§ **The problem**
Go through the material below and tally every line with the string "expect". Reply with the number only.

§ **Data supplied**
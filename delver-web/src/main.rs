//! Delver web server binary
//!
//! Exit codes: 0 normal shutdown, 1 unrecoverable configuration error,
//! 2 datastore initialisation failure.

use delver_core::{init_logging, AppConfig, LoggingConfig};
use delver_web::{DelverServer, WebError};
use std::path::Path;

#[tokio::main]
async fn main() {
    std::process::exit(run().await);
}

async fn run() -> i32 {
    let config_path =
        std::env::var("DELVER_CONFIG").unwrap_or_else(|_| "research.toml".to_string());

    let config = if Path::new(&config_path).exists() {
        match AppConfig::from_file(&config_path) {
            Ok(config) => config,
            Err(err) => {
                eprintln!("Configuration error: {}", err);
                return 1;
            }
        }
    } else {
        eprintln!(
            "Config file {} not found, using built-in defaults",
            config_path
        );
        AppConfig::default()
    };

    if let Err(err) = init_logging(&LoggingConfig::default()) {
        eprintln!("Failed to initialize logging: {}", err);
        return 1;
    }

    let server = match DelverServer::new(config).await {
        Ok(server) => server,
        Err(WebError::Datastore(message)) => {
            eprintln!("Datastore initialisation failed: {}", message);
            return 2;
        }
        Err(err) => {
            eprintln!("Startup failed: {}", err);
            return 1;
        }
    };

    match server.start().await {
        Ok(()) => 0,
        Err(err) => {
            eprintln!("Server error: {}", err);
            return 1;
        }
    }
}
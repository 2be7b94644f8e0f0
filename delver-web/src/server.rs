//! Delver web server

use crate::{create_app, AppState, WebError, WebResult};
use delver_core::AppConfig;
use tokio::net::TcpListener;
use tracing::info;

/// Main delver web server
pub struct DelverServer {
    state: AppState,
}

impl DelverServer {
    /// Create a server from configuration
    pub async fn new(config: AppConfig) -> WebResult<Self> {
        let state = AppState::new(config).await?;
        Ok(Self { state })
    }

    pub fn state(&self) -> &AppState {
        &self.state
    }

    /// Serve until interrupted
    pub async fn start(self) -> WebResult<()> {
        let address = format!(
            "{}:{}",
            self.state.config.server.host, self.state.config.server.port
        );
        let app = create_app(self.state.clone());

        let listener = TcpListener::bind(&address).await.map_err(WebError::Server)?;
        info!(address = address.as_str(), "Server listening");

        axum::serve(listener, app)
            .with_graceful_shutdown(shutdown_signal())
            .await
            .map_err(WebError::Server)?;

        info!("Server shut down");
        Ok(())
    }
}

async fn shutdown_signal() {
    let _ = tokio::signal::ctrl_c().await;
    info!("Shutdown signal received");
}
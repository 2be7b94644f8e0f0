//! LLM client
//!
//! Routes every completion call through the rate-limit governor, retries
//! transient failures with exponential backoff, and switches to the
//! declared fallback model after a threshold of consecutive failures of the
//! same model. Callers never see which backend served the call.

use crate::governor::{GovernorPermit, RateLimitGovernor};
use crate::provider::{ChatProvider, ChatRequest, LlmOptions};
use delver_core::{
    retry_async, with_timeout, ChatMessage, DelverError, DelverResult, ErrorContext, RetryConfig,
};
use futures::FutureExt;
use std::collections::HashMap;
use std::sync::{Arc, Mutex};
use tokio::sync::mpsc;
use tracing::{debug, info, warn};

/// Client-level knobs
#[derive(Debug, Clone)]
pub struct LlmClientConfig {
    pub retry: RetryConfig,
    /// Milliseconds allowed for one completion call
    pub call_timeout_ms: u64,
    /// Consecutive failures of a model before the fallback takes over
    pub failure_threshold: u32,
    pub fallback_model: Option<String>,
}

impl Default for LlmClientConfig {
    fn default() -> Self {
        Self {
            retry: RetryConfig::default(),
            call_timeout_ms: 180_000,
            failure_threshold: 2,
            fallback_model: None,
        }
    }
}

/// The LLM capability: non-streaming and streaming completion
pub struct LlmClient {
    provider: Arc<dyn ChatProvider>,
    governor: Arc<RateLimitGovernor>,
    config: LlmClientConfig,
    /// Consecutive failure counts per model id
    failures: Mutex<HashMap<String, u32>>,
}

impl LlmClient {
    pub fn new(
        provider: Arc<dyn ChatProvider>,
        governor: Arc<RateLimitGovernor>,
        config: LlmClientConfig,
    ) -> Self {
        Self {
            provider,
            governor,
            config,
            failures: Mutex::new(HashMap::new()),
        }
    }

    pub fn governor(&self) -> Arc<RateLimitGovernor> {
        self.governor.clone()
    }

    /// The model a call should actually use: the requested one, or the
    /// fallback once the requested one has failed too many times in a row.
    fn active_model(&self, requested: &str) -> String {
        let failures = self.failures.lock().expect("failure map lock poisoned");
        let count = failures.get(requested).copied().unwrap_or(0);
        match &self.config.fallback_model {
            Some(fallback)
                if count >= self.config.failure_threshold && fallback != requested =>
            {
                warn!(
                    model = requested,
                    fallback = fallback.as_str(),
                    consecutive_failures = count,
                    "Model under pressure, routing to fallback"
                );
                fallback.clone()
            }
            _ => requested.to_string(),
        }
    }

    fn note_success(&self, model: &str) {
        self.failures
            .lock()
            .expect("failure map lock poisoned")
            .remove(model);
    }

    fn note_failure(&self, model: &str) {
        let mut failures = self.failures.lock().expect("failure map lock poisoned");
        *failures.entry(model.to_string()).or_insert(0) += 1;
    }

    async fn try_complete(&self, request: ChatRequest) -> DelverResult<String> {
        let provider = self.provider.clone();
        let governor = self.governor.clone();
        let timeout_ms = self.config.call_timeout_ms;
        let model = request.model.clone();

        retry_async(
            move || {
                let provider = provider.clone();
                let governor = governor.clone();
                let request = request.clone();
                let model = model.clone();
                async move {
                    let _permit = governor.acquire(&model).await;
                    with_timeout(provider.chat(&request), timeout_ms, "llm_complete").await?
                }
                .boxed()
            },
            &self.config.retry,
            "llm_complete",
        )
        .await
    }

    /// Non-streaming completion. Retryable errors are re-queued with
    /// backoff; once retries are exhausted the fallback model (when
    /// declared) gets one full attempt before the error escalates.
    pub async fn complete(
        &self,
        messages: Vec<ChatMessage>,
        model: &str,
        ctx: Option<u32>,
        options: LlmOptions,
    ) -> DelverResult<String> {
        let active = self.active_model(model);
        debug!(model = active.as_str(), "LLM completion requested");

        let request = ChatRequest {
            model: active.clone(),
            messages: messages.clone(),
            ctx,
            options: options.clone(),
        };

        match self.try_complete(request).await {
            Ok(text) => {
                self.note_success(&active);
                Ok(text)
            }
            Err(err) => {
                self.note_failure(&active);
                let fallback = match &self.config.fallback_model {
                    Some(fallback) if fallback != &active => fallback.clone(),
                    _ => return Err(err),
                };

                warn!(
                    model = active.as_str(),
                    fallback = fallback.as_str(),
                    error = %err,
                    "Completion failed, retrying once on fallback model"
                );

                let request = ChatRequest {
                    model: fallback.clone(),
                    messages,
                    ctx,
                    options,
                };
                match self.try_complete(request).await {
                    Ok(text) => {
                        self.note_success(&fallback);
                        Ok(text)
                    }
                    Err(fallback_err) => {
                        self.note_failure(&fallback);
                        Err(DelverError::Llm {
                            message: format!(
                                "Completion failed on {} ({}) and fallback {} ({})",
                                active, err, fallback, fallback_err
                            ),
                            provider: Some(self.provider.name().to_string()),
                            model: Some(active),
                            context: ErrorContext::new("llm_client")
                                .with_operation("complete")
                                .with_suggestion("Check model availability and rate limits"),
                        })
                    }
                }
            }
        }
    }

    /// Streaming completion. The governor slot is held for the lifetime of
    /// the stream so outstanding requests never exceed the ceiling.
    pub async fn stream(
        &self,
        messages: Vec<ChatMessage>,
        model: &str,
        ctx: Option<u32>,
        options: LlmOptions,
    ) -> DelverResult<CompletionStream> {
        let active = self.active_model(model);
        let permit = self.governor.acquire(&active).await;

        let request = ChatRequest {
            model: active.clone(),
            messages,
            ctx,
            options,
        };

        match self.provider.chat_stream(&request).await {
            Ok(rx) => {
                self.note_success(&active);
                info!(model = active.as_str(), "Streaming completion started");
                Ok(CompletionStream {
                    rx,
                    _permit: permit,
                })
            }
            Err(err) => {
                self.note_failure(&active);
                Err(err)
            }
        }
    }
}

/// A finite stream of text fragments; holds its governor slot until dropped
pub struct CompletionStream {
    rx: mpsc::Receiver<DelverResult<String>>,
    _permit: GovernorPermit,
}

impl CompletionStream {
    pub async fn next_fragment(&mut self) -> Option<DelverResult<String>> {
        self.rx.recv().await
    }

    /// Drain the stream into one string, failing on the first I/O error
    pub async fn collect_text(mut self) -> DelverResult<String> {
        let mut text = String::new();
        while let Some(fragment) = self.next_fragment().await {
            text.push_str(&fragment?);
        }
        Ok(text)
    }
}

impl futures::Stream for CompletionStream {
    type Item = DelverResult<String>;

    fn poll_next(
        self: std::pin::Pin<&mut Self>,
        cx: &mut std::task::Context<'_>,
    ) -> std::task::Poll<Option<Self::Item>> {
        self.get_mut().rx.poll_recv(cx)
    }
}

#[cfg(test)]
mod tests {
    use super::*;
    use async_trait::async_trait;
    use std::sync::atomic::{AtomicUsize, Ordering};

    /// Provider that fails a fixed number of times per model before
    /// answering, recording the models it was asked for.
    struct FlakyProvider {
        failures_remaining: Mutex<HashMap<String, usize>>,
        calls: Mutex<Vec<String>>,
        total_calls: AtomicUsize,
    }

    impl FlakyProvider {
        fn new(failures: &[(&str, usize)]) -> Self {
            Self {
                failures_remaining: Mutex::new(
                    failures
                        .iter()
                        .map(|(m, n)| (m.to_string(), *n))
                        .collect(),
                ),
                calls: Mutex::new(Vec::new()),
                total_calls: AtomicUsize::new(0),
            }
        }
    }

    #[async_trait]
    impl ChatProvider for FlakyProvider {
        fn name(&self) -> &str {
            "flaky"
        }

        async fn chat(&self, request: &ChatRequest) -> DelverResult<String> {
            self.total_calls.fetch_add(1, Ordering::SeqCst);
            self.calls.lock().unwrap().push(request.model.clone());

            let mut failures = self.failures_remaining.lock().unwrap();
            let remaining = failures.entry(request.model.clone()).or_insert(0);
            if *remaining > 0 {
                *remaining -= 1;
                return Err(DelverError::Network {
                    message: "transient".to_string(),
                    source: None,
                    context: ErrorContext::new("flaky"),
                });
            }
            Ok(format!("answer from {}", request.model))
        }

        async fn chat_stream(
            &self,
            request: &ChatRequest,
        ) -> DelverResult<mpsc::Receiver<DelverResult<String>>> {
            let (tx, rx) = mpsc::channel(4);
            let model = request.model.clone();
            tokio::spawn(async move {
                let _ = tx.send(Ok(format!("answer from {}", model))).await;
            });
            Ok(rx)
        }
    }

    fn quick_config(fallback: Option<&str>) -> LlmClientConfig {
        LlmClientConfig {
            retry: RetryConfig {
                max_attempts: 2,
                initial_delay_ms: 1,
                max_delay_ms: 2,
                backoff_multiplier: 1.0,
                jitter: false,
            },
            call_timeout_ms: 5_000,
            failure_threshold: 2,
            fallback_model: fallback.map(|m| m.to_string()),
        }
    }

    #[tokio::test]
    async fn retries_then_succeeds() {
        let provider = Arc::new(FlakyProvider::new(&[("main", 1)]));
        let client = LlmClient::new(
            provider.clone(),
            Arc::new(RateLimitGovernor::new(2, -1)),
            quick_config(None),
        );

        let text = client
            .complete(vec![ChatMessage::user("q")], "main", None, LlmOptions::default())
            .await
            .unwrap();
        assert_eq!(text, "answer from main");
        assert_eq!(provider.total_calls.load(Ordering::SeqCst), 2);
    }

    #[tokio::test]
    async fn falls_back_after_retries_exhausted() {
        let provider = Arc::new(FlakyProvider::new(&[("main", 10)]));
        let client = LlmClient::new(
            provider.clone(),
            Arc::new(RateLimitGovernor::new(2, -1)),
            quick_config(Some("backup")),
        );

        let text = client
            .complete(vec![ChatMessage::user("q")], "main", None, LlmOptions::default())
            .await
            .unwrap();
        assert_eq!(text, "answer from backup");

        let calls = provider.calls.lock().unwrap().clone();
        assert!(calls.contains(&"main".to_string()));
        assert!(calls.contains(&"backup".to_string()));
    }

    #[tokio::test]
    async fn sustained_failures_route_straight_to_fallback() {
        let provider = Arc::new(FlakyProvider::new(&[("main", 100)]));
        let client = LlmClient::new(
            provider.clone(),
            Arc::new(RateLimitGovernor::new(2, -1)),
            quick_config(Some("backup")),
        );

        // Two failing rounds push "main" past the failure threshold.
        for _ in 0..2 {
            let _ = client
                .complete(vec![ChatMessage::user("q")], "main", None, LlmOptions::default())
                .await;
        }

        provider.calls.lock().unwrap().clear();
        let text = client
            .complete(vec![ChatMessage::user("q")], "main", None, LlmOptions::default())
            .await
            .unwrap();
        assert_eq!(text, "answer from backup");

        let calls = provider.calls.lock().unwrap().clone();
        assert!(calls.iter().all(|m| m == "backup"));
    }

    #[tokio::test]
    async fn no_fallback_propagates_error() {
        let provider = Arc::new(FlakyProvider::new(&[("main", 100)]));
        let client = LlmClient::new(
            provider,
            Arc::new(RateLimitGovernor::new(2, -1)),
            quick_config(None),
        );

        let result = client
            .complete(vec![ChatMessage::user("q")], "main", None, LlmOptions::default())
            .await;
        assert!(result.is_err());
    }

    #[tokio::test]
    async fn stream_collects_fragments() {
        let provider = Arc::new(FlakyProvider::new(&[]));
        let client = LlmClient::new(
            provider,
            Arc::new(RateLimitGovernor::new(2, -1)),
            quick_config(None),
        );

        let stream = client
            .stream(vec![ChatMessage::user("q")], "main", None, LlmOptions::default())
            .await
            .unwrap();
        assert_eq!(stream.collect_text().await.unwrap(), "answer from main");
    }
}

==

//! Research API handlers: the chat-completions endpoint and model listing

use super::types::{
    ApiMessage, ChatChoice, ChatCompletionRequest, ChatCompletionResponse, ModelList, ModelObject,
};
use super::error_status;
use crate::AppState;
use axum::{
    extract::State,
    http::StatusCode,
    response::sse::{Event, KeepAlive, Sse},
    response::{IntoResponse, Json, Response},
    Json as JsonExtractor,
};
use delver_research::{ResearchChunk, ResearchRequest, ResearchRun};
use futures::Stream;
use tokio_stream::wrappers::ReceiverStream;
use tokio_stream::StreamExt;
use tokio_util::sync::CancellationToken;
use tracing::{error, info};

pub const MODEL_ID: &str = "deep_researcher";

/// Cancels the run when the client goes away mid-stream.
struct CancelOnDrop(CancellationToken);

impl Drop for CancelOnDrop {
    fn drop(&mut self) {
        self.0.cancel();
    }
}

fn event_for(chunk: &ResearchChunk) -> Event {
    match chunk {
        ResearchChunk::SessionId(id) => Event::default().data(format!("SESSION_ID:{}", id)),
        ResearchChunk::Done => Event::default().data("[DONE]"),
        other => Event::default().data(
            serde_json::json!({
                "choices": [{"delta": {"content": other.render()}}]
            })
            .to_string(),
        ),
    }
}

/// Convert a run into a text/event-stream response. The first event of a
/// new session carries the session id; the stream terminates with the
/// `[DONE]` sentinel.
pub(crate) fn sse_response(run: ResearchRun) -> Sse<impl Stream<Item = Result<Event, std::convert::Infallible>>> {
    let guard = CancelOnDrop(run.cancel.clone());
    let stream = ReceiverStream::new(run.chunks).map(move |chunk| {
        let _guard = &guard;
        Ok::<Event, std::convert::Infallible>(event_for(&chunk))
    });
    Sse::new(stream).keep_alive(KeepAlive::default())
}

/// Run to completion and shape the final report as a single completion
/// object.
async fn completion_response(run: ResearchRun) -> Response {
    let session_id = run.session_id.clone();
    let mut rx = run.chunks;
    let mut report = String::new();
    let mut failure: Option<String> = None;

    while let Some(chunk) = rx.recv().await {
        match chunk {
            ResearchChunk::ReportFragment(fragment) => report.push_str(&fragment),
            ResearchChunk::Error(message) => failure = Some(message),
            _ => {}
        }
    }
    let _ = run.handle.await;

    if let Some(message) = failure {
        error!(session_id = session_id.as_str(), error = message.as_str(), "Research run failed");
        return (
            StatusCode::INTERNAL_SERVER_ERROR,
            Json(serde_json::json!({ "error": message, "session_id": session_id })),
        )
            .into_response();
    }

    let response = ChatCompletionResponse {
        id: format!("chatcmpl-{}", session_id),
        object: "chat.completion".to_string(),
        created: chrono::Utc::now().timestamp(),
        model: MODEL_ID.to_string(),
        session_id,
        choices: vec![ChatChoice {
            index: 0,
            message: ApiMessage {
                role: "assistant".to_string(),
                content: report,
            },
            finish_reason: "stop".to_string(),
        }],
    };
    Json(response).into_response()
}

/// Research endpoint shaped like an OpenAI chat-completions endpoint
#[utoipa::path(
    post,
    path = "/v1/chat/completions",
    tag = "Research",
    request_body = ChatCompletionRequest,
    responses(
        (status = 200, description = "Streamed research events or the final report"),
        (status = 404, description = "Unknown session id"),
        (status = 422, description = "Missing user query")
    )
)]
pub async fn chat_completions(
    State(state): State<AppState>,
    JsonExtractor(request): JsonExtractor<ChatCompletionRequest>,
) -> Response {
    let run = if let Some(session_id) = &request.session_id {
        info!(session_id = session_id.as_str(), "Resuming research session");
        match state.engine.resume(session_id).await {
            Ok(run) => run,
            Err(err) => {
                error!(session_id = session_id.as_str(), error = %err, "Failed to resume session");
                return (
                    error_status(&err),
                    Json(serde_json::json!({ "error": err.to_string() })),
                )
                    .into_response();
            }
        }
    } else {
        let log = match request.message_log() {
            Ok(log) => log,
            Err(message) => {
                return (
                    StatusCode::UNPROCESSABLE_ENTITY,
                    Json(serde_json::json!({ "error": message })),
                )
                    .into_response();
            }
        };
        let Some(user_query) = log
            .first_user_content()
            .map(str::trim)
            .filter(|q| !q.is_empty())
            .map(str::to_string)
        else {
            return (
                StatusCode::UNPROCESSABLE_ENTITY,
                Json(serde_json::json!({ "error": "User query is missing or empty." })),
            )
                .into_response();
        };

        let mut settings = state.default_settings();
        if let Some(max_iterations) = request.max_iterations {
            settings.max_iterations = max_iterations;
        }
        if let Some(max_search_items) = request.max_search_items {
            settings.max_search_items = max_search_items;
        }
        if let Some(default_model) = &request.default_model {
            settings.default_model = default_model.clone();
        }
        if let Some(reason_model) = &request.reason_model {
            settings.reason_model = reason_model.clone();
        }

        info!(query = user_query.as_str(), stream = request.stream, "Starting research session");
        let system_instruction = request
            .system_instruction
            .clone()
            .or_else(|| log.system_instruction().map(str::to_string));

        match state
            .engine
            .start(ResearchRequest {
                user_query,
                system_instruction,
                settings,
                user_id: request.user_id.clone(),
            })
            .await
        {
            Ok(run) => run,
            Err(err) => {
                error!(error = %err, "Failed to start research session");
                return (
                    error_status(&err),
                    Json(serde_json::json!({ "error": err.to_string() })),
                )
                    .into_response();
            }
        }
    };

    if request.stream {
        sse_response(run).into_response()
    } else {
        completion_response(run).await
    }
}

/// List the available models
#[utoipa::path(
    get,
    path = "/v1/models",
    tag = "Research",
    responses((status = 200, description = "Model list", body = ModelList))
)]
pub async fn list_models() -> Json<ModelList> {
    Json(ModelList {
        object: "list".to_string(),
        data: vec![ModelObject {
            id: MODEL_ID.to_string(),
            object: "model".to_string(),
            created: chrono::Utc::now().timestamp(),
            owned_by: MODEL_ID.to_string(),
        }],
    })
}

...

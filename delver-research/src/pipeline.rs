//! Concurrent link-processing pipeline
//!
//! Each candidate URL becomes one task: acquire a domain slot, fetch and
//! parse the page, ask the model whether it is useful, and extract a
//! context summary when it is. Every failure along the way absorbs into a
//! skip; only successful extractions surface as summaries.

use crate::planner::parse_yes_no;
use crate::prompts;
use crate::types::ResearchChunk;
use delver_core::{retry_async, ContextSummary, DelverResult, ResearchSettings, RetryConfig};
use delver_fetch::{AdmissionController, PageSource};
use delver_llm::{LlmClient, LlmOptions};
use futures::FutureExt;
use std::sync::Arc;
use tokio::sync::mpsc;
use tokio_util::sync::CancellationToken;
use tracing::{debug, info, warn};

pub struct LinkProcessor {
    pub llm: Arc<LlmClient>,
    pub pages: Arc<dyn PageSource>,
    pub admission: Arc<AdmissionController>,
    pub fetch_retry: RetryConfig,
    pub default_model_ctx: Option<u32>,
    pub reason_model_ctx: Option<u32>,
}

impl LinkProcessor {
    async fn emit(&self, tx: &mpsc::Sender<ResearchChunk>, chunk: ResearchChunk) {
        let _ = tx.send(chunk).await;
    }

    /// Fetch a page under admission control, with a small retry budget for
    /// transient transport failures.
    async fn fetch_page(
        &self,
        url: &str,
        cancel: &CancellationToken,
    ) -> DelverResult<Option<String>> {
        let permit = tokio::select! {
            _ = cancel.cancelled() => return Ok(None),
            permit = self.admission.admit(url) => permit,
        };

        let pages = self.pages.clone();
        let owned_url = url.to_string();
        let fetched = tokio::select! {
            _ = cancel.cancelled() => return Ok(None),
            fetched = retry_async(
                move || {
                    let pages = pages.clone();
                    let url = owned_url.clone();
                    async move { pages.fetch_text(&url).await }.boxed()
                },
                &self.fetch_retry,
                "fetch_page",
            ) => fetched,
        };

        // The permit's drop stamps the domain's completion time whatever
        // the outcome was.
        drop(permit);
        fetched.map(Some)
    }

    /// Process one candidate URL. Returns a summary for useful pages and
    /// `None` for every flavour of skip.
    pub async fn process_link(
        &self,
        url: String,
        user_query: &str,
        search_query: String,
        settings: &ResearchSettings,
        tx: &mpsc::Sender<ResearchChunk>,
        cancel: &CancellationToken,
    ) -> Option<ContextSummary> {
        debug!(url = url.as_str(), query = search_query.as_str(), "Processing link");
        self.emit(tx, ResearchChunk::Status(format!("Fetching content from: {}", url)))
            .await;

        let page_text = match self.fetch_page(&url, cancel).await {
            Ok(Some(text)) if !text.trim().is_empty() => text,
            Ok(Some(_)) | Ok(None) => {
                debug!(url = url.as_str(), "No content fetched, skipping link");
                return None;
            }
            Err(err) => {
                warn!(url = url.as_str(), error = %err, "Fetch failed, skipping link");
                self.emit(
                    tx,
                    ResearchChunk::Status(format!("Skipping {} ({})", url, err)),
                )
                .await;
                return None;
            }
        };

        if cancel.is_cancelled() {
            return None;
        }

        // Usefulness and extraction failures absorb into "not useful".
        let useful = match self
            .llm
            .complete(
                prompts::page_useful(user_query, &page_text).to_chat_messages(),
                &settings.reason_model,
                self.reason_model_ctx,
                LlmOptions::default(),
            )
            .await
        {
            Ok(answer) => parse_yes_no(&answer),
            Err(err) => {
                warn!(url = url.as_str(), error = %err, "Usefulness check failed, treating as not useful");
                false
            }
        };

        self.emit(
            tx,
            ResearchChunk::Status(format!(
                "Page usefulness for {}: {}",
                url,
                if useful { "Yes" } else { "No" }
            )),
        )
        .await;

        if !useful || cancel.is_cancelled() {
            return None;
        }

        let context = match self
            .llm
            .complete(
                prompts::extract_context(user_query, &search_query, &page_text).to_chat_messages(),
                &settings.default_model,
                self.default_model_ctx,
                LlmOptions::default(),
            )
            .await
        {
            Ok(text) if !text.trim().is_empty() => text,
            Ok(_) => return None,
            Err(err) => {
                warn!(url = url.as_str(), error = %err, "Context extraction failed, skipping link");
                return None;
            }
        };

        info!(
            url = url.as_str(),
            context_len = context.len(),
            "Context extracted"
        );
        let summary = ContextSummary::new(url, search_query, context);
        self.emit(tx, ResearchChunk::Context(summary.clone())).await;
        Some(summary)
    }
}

§ **Response below**
3